O início dos Embruxados (parte 2)

   
     Esta é uma continuação do post anterior. Então, para um entendimento completo, leia também "O início dos Embruxados".
      Eu buscava uma poética incansavelmente estudando e experimentando. E passei um bom tempo fazendo isso. Mas apenas as circunstâncias puderam fazer das vivências uma figuração artística. E, diante do tempo necessário, as coisas se relacionaram por conta própria. Eu tinha já alguma coisa, uma boa direção em relação aos Embruxados. Mas, a essa altura, o nome ainda não existia. Eu tinha uma ideia conceitual. E tinha um estilo de desenho que casava muito bem. Eu vinha estudando Francis Bacon, pois adorava sua ideia de pintura, que atinge direto no sistema nervoso. Eu procurava então uma contextualização. 
Eu transbordo eu.
   Existiu um artista florianopolitano chamado Franklin Cascaes, que trabalhou a cultura oral do povo da Grande Florianópolis. Ele fazia trabalhos de pesquisa e coleta de material nas atividades de pesca, histórias mitológicas, lendas, medos.
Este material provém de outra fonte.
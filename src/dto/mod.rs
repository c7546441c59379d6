//! Wire shapes shared by the JSON API and the search front-end, and the view
//! data of the detail pages.

pub mod api;
pub mod client;
pub mod project;
//! Mock repository implementations for isolating services in tests.

use mockall::mock;

use crate::domain::client::{Client, ClientSummary};
use crate::domain::project::{Project, ProjectSummary};
use crate::domain::search::SearchQuery;
use crate::repository::errors::RepositoryResult;
use crate::repository::{ClientReader, ProjectReader};

mock! {
    pub Repository {}

    impl ClientReader for Repository {
        fn search_clients(&self, query: &SearchQuery) -> RepositoryResult<Vec<ClientSummary>>;
        fn get_client_by_id(&self, client_id: i32) -> RepositoryResult<Option<Client>>;
    }

    impl ProjectReader for Repository {
        fn search_projects(&self, query: &SearchQuery) -> RepositoryResult<Vec<ProjectSummary>>;
        fn get_project_by_id(&self, project_id: i32) -> RepositoryResult<Option<Project>>;
        fn list_client_projects(&self, client_id: i32) -> RepositoryResult<Vec<Project>>;
    }
}
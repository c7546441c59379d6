//! Search-as-you-type front-end for the client and project tables.
//!
//! A [`controller::SearchController`] listens to one text input, waits for
//! typing to settle ([`debounce::Debouncer`]), queries a JSON endpoint
//! ([`fetch::JsonFetcher`]) and replaces one table body with rows produced by a
//! [`render::RowRenderer`]. The page itself is reached only through the ports
//! in [`page`], so the whole flow runs headless.

pub mod controller;
pub mod debounce;
pub mod fetch;
pub mod page;
pub mod render;

pub use controller::{
    CLIENT_SEARCH, ClientSearch, PROJECT_SEARCH, ProjectSearch, SearchAnchors, SearchController,
    SearchPage, SearchState,
};
pub use debounce::Debouncer;
pub use fetch::{FetchError, HttpTransport, JsonFetcher, RawResponse, ReqwestTransport};
pub use page::{InputSource, MemoryPage, Page, RenderTarget, TableBody, TextInput};
pub use render::{ClientRowRenderer, ProjectRowRenderer, RenderError, RowRenderer};
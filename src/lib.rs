use actix_cors::Cors;
use actix_files::Files;
use actix_web::{App, HttpServer, middleware, web};
use tera::Tera;

use crate::db::establish_connection_pool;
use crate::models::config::ServerConfig;
use crate::repository::DieselRepository;
use crate::routes::api::{api_clients, api_projects};
use crate::routes::client::show_client;
use crate::routes::main::{show_clients, show_index, show_projects};
use crate::routes::project::show_project;
use crate::search::render::{ClientRowRenderer, ProjectRowRenderer};

pub mod db;
pub mod domain;
pub mod dto;
pub mod models;
pub mod repository;
pub mod routes;
pub mod schema;
pub mod search;
pub mod services;

/// Registers the JSON search API under `/api` and the list and detail pages.
pub fn configure_routes(cfg: &mut web::ServiceConfig) {
    cfg.service(
        web::scope("/api")
            .service(api_clients)
            .service(api_projects),
    )
    .service(show_index)
    .service(show_clients)
    .service(show_client)
    .service(show_projects)
    .service(show_project);
}

/// Builds and runs the Actix-Web HTTP server using the provided configuration.
pub async fn run(server_config: ServerConfig) -> std::io::Result<()> {
    // Establish Diesel connection pool for the SQLite database.
    let pool = establish_connection_pool(&server_config.database_url).map_err(|e| {
        std::io::Error::other(format!("Failed to establish database connection: {e}"))
    })?;

    let repo = DieselRepository::new(pool);

    let tera = Tera::new(&server_config.templates_dir)
        .map_err(|e| std::io::Error::other(format!("Template parsing error(s): {e}")))?;

    let client_rows = ClientRowRenderer::new()
        .map_err(|e| std::io::Error::other(format!("Row template error: {e}")))?;
    let project_rows = ProjectRowRenderer::new()
        .map_err(|e| std::io::Error::other(format!("Row template error: {e}")))?;

    let bind_address = (server_config.address.clone(), server_config.port);
    log::info!("Listening on {}:{}", bind_address.0, bind_address.1);

    HttpServer::new(move || {
        App::new()
            .wrap(Cors::permissive())
            .wrap(middleware::Compress::default())
            .wrap(middleware::Logger::default())
            .service(Files::new("/assets", &server_config.assets_dir))
            .configure(configure_routes)
            .app_data(web::Data::new(tera.clone()))
            .app_data(web::Data::new(repo.clone()))
            .app_data(web::Data::new(client_rows.clone()))
            .app_data(web::Data::new(project_rows.clone()))
    })
    .bind(bind_address)?
    .run()
    .await
}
E transformava tudo isso em trabalhos artísticos, desenhos, cerâmicas, contos. Como essa cultura era rica em histórias de bruxas, boa parte do seu trabalho é relacionado com o tema, inclusive é a parte mais conhecida, creio. E numa dada entrevista, ele disse que "a cidade está embruxada", referindo-se ao crescimento desenfreado de Florianópolis em detrimento da cultura local. Foi aí que eu tive a ideia, e percebi que ele havia criado o gérmen do conceito que eu precisava para amarrar meu trabalho. Me apropriei do elemento e apliquei aos meus trabalhos. Desde então, tenho adaptado e lapidado o termo, aplicando-o em níveis mais individuais e psicológicos. Porque realmente acredito nos embruxamentos desse tipo, ocasionados pelos modos de vida atual.
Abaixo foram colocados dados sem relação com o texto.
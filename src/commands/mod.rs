use std::sync::Arc;

use chrono::Utc;
use tokio::{sync::OwnedMutexGuard, task::JoinError};
use tracing::Instrument;

use crate::{
    config::LedgerConfig,
    domain::{transition, TransactionRecord, TransactionType, Transition, UserBalance, UserId},
    ports::{balance::BalanceStorePort, history::HistoryLogPort},
};

pub mod charge;
pub mod get_balance;
pub mod get_history;
pub mod locks;
pub mod use_points;

use locks::KeyLocks;

/// Point ledger over a balance store and a history log
///
/// Every mutation runs as one critical section per user: read the balance, validate, write the
/// balance, append the history record. Mutations on different users run in parallel. Clones share
/// the stores and the lock table.
pub struct PointLedger<B, H> {
    balances: Arc<B>,
    history: Arc<H>,
    locks: Arc<KeyLocks<UserId>>,
    config: LedgerConfig,
}

impl<B, H> Clone for PointLedger<B, H> {
    fn clone(&self) -> Self {
        Self {
            balances: self.balances.clone(),
            history: self.history.clone(),
            locks: self.locks.clone(),
            config: self.config.clone(),
        }
    }
}

#[derive(thiserror::Error, Debug)]
pub enum Error {
    /// Charging would push the balance above the maximum
    #[error("balance of {current_points} plus {amount} exceeds the maximum of {max_points}")]
    MaxBalanceExceeded {
        current_points: u64,
        amount: u64,
        max_points: u64,
    },
    /// Using would drive the balance negative
    #[error("insufficient balance: {amount} requested, {current_points} available")]
    InsufficientBalance { current_points: u64, amount: u64 },
    #[error("invalid amount: {0}")]
    InvalidAmount(u64),

    #[error("balance store error: {0}")]
    BalanceStore(#[from] crate::ports::balance::Error),
    #[error("history log error: {0}")]
    HistoryLog(#[from] crate::ports::history::Error),

    /// The runtime shut down before the mutation finished
    #[error("mutation interrupted: {0}")]
    Interrupted(JoinError),
}

/// Category of an [`Error`], for callers that map errors to responses
#[derive(Clone, Copy, Debug, PartialEq, Eq)]
pub enum ErrorKind {
    MaxBalanceExceeded,
    InsufficientBalance,
    InvalidAmount,
    /// A storage collaborator failed; the request may not have been evaluated
    StorageUnavailable,
    Interrupted,
}

impl Error {
    pub fn kind(&self) -> ErrorKind {
        match self {
            Error::MaxBalanceExceeded { .. } => ErrorKind::MaxBalanceExceeded,
            Error::InsufficientBalance { .. } => ErrorKind::InsufficientBalance,
            Error::InvalidAmount(_) => ErrorKind::InvalidAmount,
            Error::BalanceStore(_) | Error::HistoryLog(_) => ErrorKind::StorageUnavailable,
            Error::Interrupted(_) => ErrorKind::Interrupted,
        }
    }
}

impl<B, H> PointLedger<B, H>
where
    B: BalanceStorePort + 'static,
    H: HistoryLogPort + 'static,
{
    pub fn new(balances: Arc<B>, history: Arc<H>) -> Self {
        Self::with_config(balances, history, LedgerConfig::default())
    }

    pub fn with_config(balances: Arc<B>, history: Arc<H>, config: LedgerConfig) -> Self {
        Self {
            balances,
            history,
            locks: Arc::new(KeyLocks::default()),
            config,
        }
    }

    pub fn config(&self) -> &LedgerConfig {
        &self.config
    }

    /// Current balance, or a zero balance for users that never transacted
    pub async fn get_balance(&self, user_id: UserId) -> Result<UserBalance, Error> {
        let _guard = self.read_guard(user_id).await;
        Ok(self.balances.read(user_id).await?)
    }

    /// All transactions of a user, oldest first
    pub async fn get_history(&self, user_id: UserId) -> Result<Vec<TransactionRecord>, Error> {
        let _guard = self.read_guard(user_id).await;
        Ok(self.history.list_all(user_id).await?)
    }

    /// Add `amount` points to the balance of `user_id`
    pub async fn charge(&self, user_id: UserId, amount: u64) -> Result<UserBalance, Error> {
        self.apply(user_id, TransactionType::Charge, amount).await
    }

    /// Spend `amount` points from the balance of `user_id`
    pub async fn use_points(&self, user_id: UserId, amount: u64) -> Result<UserBalance, Error> {
        self.apply(user_id, TransactionType::Use, amount).await
    }

    async fn read_guard(&self, user_id: UserId) -> Option<OwnedMutexGuard<()>> {
        if self.config.strict_reads {
            Some(self.locks.lock(&user_id).await)
        } else {
            None
        }
    }

    /// Run one mutation to completion
    ///
    /// The critical section runs on its own task, so dropping the returned future cannot stop a
    /// mutation between the balance write and the history append.
    #[tracing::instrument(level = "debug", skip(self))]
    async fn apply(
        &self,
        user_id: UserId,
        kind: TransactionType,
        amount: u64,
    ) -> Result<UserBalance, Error> {
        let ledger = self.clone();
        let task = tokio::spawn(
            async move { ledger.apply_exclusive(user_id, kind, amount).await }.in_current_span(),
        );
        let res = match task.await {
            Ok(res) => res,
            Err(err) if err.is_panic() => std::panic::resume_unwind(err.into_panic()),
            Err(err) => Err(Error::Interrupted(err)),
        };

        match &res {
            Ok(balance) => tracing::debug!(points = balance.points, "transaction applied"),
            Err(err @ (Error::BalanceStore(_) | Error::HistoryLog(_) | Error::Interrupted(_))) => {
                tracing::warn!(error = %err, "transaction failed")
            }
            Err(err) => tracing::info!(error = %err, "transaction rejected"),
        }

        res
    }

    async fn apply_exclusive(
        &self,
        user_id: UserId,
        kind: TransactionType,
        amount: u64,
    ) -> Result<UserBalance, Error> {
        if amount == 0 {
            return Err(Error::InvalidAmount(amount));
        }

        let _guard = self.locks.lock(&user_id).await;

        let current = self.balances.read(user_id).await?;
        let points = match transition(current.points, kind, amount, self.config.max_points) {
            Transition::Accepted(points) => points,
            Transition::AboveMaximum => {
                return Err(Error::MaxBalanceExceeded {
                    current_points: current.points,
                    amount,
                    max_points: self.config.max_points,
                })
            }
            Transition::BelowZero => {
                return Err(Error::InsufficientBalance {
                    current_points: current.points,
                    amount,
                })
            }
        };

        let updated = self.balances.write(user_id, points).await?;
        let occurred_at = updated.updated_at.unwrap_or_else(Utc::now);
        if let Err(err) = self
            .history
            .append(user_id, updated.points, kind, amount, occurred_at)
            .await
        {
            self.restore(current).await;
            return Err(err.into());
        }

        Ok(updated)
    }

    /// Put back the balance read at the start of a mutation whose record could not be appended
    ///
    /// Must run while the user's lock is still held.
    async fn restore(&self, previous: UserBalance) {
        let (user_id, points) = (previous.user_id, previous.points);
        if let Err(err) = self.balances.restore(previous).await {
            tracing::error!(
                user_id,
                points,
                error = %err,
                "failed to restore balance after history append failure"
            );
        }
    }
}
     Existe algo em nós que vai muito além de nossos domínios. Não somos educados para lidar com isso. As relações que existem entre nós e a trivialidade com que julgamos nos conhecer é muito inocente. E na minha opinião, isso é muito bonito. Talvez seja um pouco triste, mas o que seria da vida sem a melancolia desses fatos irremediáveis? Qual a graça de um dia após o outro, se você tivesse a certeza de que um próximo sempre virá? Quer dizer, é como por um espelho em frente ao outro e poder olhar para as infinitas reflexões sem que seu próprio reflexo atrapalhe. É de uma sutil importância nunca saber ao certo questões fundamentais, porque é força motriz máxima da imaginação, que os homens usam para toda sorte de histórias que inventam sobre as coisas que não podem saber. E ao menos para a arte é rico. Um dia de chuva todo dócil, caindo dos céus e influenciando toda vida que atinge, fluindo como a própria vida por todos os caminhos. A água fazendo um elaborado percurso sem sequer saber-se caminhante. E nós, fazendo nosso elaborado percurso com esse fardo de ter uma centelha de noção, que é o bastante para nos fazer criar arte, ou morrer de medo. "Se você olhar de mais para o abismo, o abismo olha para você."
     Até o próximo!

Homem que não chora cortando cebola.